AstraZeneca calls for three year Brexit transition

AstraZeneca’s chairman Leif Johansson has called for a Brexit transition period of at least three years from 2019 – a major intervention from the UK pharma as the Conservative party holds its annual conference.

The call is the boldest intervention yet by any pharma company,  with most of the industry’s leaders content to lobby ministers in private.

But AZ says that the transition period should be extended to give more long-term clarity to business, according to chairman Leif Johansson.

AZ chairman Leif Johansson

Johansson told Swedish newspaper Dagens Nyheter that his firm wants a transition period of “at least three years” and that “very early in the period, we need to know what to expect in years four, five and six.”

AstraZeneca is the product of a merger between Sweden’s Astra and the UK’s Zeneca in 1999, and still has a strong presence in both countries.

Therefore the firm is concerned about the impact of a “cliff edge” style Brexit process because of the uncertainty it would create, both internally and in the European market.

While he added that such a situation is unlikely, Johansson says a cliff edge scenario remains a possibility.

Reporting the news in English, Reuters quoted AZ’s chairman saying: “There is a logic among the political leadership that you just don’t back down until the last minute.” he said. “Then, finally, after pulling an all-nighter, you get to a result.”
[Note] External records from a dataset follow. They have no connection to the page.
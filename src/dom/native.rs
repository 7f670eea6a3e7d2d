use std::cell::RefCell;
use std::rc::{Rc, Weak};

use super::tree::{NativeTree, NodeId};

/// Shared ownership of a native tree, held by whoever hosts the page.
pub type SharedTree = Rc<RefCell<NativeTree>>;

/// Non-owning handle to a native tree root, passed across the engine boundary.
///
/// Dropping the handle never frees the tree. Once the host drops the tree the
/// handle reports no root and every lookup through it misses.
#[derive(Debug, Clone)]
pub struct NativeDocumentHandle {
    tree: Weak<RefCell<NativeTree>>,
}

impl NativeDocumentHandle {
    pub fn new(tree: &SharedTree) -> Self {
        Self {
            tree: Rc::downgrade(tree),
        }
    }

    /// A handle that was never attached to a tree.
    pub fn detached() -> Self {
        Self { tree: Weak::new() }
    }

    pub fn tree(&self) -> Option<SharedTree> {
        self.tree.upgrade()
    }

    pub fn root(&self) -> Option<NodeId> {
        let tree = self.tree()?;
        let root = tree.borrow().root();
        Some(root)
    }

    pub fn is_attached(&self) -> bool {
        self.tree.strong_count() > 0
    }
}

#[cfg(test)]
mod tests {
    use super::*;

    #[test]
    fn handle_does_not_keep_tree_alive() {
        let tree: SharedTree = Rc::new(RefCell::new(NativeTree::new()));
        let handle = NativeDocumentHandle::new(&tree);
        assert!(handle.is_attached());
        assert_eq!(handle.root(), Some(0));

        drop(tree);
        assert!(!handle.is_attached());
        assert_eq!(handle.root(), None);
    }

    #[test]
    fn dropping_handle_leaves_tree_intact() {
        let tree: SharedTree = Rc::new(RefCell::new(NativeTree::from_html("<p>x</p>")));
        let handle = NativeDocumentHandle::new(&tree);
        drop(handle);
        assert_eq!(Rc::strong_count(&tree), 1);
        assert!(tree.borrow().document_element().is_some());
    }

    #[test]
    fn detached_handle_has_no_root() {
        assert_eq!(NativeDocumentHandle::detached().root(), None);
    }
}
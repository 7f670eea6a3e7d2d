use std::collections::HashMap;
use std::sync::OnceLock;

/// Properties the Document interface resolves itself, in declaration order.
#[derive(Debug, Clone, Copy, PartialEq, Eq, Hash)]
pub enum PropertyId {
    CreateElement,
    Body,
    CreateTextNode,
    CreateComment,
    NodeName,
    GetElementById,
    DocumentElement,
    GetElementsByTagName,
    All,
}

impl PropertyId {
    pub const ALL: [PropertyId; 9] = [
        PropertyId::CreateElement,
        PropertyId::Body,
        PropertyId::CreateTextNode,
        PropertyId::CreateComment,
        PropertyId::NodeName,
        PropertyId::GetElementById,
        PropertyId::DocumentElement,
        PropertyId::GetElementsByTagName,
        PropertyId::All,
    ];

    pub const fn name(self) -> &'static str {
        match self {
            PropertyId::CreateElement => "createElement",
            PropertyId::Body => "body",
            PropertyId::CreateTextNode => "createTextNode",
            PropertyId::CreateComment => "createComment",
            PropertyId::NodeName => "nodeName",
            PropertyId::GetElementById => "getElementById",
            PropertyId::DocumentElement => "documentElement",
            PropertyId::GetElementsByTagName => "getElementsByTagName",
            PropertyId::All => "all",
        }
    }

    /// Whether reading the property yields a function rather than a value.
    pub const fn is_callable(self) -> bool {
        matches!(
            self,
            PropertyId::CreateElement
                | PropertyId::CreateTextNode
                | PropertyId::CreateComment
                | PropertyId::GetElementById
                | PropertyId::GetElementsByTagName
        )
    }
}

static PROPERTY_TABLE: OnceLock<PropertyTable> = OnceLock::new();

/// Immutable name lookup for [`PropertyId`]. There is no way to add or remove
/// entries once built.
#[derive(Debug)]
pub struct PropertyTable {
    by_name: HashMap<&'static str, PropertyId>,
}

impl PropertyTable {
    /// Builds the process-wide table on the first call; later calls return the
    /// same table.
    pub fn install() -> &'static PropertyTable {
        PROPERTY_TABLE.get_or_init(PropertyTable::build)
    }

    fn build() -> Self {
        let by_name = PropertyId::ALL
            .iter()
            .map(|&property| (property.name(), property))
            .collect();
        tracing::debug!(target: "document", "document property table built");
        Self { by_name }
    }

    pub fn resolve(&self, name: &str) -> Option<PropertyId> {
        self.by_name.get(name).copied()
    }

    pub fn ids(&self) -> impl ExactSizeIterator<Item = PropertyId> + Clone {
        PropertyId::ALL.into_iter()
    }

    pub fn names(&self) -> impl ExactSizeIterator<Item = &'static str> + Clone {
        self.ids().map(PropertyId::name)
    }

    pub fn len(&self) -> usize {
        self.by_name.len()
    }

    pub fn is_empty(&self) -> bool {
        self.by_name.is_empty()
    }
}
//! The natively owned node tree and the handle the binding layer holds to it.

pub mod native;
pub mod tree;

pub use native::{NativeDocumentHandle, SharedTree};
pub use tree::{
    ElementData, ElementKind, NativeTree, Node, NodeId, NodeKind, TreeError, DOCUMENT_NODE_ID,
};
impl ElementKind {
    pub fn from_tag_name(tag_name: &str) -> Self {
        match tag_name.to_ascii_lowercase().as_str() {
            "a" => Self::Anchor,
            "animation-player" => Self::AnimationPlayer,
            "audio" => Self::Audio,
            "canvas" => Self::Canvas,
            "iframe" => Self::Iframe,
            "img" => Self::Image,
            "object" => Self::Object,
            "video" => Self::Video,
            _ => Self::Generic,
        }
    }
}

#[derive(Debug, Clone, PartialEq, Eq)]
pub struct ElementData {
    tag_name: String,
    kind: ElementKind,
    attributes: Vec<(String, String)>,
}

impl ElementData {
    pub fn new(tag_name: impl Into<String>) -> Self {
        let tag_name = tag_name.into();
        let kind = ElementKind::from_tag_name(&tag_name);
        Self {
            tag_name,
            kind,
            attributes: Vec::new(),
        }
    }

    pub fn tag_name(&self) -> &str {
        &self.tag_name
    }

    pub fn kind(&self) -> ElementKind {
        self.kind
    }

    pub fn attributes(&self) -> &[(String, String)] {
        &self.attributes
    }

    pub fn attribute(&self, name: &str) -> Option<&str> {
        self.attributes
            .iter()
            .find(|(key, _)| key == name)
            .map(|(_, value)| value.as_str())
    }

    /// The element's identifier, ignoring an empty `id` attribute.
    pub fn id(&self) -> Option<&str> {
        self.attribute("id").filter(|value| !value.is_empty())
    }

    fn set_attribute(&mut self, name: &str, value: &str) -> Option<String> {
        match self.attributes.iter_mut().find(|(key, _)| key == name) {
            Some((_, existing)) => Some(std::mem::replace(existing, value.to_string())),
            None => {
                self.attributes.push((name.to_string(), value.to_string()));
                None
            }
        }
    }

    fn remove_attribute(&mut self, name: &str) -> Option<String> {
        let position = self.attributes.iter().position(|(key, _)| key == name)?;
        Some(self.attributes.remove(position).1)
    }
}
The Conservative’s Brexit divide

The AZ chairman’s comments come at an awkward time for the ruling Conservative party, which has been riven by divisions over Brexit in recent weeks.

The Eurosceptic, ‘Hard Brexit’  wing of the Tory party, as led by Boris Johnson, has called for as short a transition period as possible.

At the conference in Manchester, Johnson has already risked his political career by calling for any transition period to be brief, saying it must not last a “second” more than the two years suggested by the government.

Boris Johnson’s outspoken remarks have led to a rebuke from the chancellor Philip Hammond. He warned that no cabinet minister is “unsackable” as the government has suggested that the transition period may well be longer, depending on how negotiations progress with Brussels.